▶ **PROBLEM**
Go through the material below, noting each line where the string "tracing" appears, and give only the total.

▶ **RECORDS TO USE**
■ ■ ■ ■ ■ ■ ■
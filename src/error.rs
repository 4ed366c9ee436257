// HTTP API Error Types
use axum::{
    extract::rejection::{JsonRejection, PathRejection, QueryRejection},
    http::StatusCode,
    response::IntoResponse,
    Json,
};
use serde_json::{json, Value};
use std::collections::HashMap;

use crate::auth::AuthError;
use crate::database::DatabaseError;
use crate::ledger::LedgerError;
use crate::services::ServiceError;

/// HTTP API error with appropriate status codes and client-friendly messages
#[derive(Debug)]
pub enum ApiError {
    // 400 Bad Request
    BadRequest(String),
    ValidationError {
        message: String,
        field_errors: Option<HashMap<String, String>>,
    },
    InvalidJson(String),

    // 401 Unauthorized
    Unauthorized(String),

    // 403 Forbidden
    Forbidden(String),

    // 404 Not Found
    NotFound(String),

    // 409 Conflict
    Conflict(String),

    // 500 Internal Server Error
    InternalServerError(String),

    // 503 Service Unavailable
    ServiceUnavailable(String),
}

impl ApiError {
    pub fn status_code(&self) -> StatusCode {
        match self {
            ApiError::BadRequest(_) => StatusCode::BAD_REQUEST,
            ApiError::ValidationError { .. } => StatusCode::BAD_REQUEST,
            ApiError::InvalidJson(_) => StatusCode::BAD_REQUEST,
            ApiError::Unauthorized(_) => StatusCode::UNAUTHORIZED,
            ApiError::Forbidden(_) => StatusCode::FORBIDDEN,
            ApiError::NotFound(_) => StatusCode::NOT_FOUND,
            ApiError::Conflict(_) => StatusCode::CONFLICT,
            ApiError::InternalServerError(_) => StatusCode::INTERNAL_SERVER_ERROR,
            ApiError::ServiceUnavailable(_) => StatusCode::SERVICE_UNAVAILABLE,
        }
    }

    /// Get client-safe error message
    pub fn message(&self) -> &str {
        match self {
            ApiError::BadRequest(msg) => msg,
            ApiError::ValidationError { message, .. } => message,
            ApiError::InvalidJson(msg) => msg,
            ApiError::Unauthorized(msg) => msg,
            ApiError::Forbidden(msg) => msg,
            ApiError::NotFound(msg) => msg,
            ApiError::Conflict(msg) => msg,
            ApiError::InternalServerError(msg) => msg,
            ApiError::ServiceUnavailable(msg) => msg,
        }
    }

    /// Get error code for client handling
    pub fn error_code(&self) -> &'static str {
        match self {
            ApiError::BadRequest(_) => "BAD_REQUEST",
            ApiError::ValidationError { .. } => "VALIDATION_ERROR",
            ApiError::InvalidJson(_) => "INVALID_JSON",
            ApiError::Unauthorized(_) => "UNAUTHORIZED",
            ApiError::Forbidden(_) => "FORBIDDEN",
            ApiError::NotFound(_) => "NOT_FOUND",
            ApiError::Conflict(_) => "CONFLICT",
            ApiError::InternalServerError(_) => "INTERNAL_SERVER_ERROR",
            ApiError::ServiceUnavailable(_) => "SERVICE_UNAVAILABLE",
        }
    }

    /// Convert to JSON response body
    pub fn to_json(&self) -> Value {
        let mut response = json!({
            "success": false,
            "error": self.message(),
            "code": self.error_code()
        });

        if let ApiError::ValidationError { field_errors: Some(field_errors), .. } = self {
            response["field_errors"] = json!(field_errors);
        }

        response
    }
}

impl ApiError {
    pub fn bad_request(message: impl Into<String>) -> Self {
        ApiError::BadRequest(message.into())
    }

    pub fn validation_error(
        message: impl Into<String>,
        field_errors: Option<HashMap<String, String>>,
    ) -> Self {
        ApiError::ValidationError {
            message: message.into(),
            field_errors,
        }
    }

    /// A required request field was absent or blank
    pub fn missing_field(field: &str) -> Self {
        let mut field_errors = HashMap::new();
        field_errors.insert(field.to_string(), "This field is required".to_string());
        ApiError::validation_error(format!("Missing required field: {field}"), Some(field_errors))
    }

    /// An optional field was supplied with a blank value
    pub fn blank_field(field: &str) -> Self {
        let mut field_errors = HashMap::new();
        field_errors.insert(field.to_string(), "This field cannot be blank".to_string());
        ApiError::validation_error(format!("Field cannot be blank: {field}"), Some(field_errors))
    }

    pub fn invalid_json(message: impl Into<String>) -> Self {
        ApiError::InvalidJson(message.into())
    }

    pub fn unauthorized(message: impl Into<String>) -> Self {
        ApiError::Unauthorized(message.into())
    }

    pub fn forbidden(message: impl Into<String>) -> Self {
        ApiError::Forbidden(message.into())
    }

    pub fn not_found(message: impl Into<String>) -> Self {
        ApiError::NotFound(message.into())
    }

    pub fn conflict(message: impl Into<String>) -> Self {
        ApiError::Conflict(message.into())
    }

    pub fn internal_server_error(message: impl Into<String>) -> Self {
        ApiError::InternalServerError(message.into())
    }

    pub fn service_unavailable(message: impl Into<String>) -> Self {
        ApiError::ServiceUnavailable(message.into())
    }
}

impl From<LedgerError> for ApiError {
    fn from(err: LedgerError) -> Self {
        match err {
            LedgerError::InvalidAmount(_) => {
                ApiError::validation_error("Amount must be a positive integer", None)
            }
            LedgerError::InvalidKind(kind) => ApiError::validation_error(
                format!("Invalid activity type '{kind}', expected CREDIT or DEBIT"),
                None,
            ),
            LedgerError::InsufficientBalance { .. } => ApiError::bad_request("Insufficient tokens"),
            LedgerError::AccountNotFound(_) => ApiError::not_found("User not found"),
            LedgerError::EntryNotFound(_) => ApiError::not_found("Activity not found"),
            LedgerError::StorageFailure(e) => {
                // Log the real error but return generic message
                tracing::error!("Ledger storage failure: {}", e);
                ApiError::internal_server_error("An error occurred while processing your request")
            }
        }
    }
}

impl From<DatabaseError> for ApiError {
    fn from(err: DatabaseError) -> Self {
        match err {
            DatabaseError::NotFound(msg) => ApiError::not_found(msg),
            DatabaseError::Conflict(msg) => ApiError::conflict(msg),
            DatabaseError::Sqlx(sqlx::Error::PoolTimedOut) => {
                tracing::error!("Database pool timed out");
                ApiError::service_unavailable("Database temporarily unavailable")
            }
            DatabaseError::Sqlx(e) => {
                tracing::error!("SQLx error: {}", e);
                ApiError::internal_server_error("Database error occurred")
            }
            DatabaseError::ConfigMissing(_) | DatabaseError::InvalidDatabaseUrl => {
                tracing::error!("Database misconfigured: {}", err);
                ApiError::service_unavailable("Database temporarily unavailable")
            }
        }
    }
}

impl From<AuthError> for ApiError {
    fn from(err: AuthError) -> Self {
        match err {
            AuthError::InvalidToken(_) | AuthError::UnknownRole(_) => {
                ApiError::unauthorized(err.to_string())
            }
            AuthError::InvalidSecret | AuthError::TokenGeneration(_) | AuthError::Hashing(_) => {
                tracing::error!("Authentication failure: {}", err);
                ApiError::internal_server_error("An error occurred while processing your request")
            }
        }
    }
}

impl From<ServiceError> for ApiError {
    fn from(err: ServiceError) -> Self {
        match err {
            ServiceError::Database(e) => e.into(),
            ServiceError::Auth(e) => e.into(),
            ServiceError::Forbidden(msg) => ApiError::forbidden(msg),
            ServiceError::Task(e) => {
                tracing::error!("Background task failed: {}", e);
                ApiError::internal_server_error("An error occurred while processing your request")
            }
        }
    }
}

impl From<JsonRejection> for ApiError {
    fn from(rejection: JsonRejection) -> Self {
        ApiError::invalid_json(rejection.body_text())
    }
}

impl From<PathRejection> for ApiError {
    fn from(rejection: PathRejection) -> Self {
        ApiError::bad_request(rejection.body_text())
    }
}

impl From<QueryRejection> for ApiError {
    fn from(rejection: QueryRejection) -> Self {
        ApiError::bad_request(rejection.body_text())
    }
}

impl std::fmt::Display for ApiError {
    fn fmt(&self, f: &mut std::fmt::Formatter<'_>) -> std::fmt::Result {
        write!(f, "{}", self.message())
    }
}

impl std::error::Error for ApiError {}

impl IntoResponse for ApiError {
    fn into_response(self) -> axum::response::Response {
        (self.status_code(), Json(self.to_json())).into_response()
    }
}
■ ■ ■ ■ ■ ■ ■
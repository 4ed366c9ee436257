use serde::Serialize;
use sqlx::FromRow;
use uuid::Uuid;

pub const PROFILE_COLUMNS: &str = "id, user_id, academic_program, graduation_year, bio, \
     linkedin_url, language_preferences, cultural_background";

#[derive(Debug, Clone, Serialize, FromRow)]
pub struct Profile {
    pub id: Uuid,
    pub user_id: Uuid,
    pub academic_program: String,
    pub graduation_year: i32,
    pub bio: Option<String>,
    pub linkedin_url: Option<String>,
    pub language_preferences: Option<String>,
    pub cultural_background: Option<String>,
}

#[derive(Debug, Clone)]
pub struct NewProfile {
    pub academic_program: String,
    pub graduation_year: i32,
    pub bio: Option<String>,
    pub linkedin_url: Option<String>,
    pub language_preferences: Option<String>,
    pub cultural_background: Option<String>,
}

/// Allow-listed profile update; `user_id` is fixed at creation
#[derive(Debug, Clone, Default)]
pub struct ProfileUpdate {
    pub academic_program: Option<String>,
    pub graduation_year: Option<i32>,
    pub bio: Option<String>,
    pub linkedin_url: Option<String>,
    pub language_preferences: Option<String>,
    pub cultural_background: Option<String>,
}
■ ■ ■ ■ ■ ■ ■
▶ **OUTPUT OF THE TASK**
6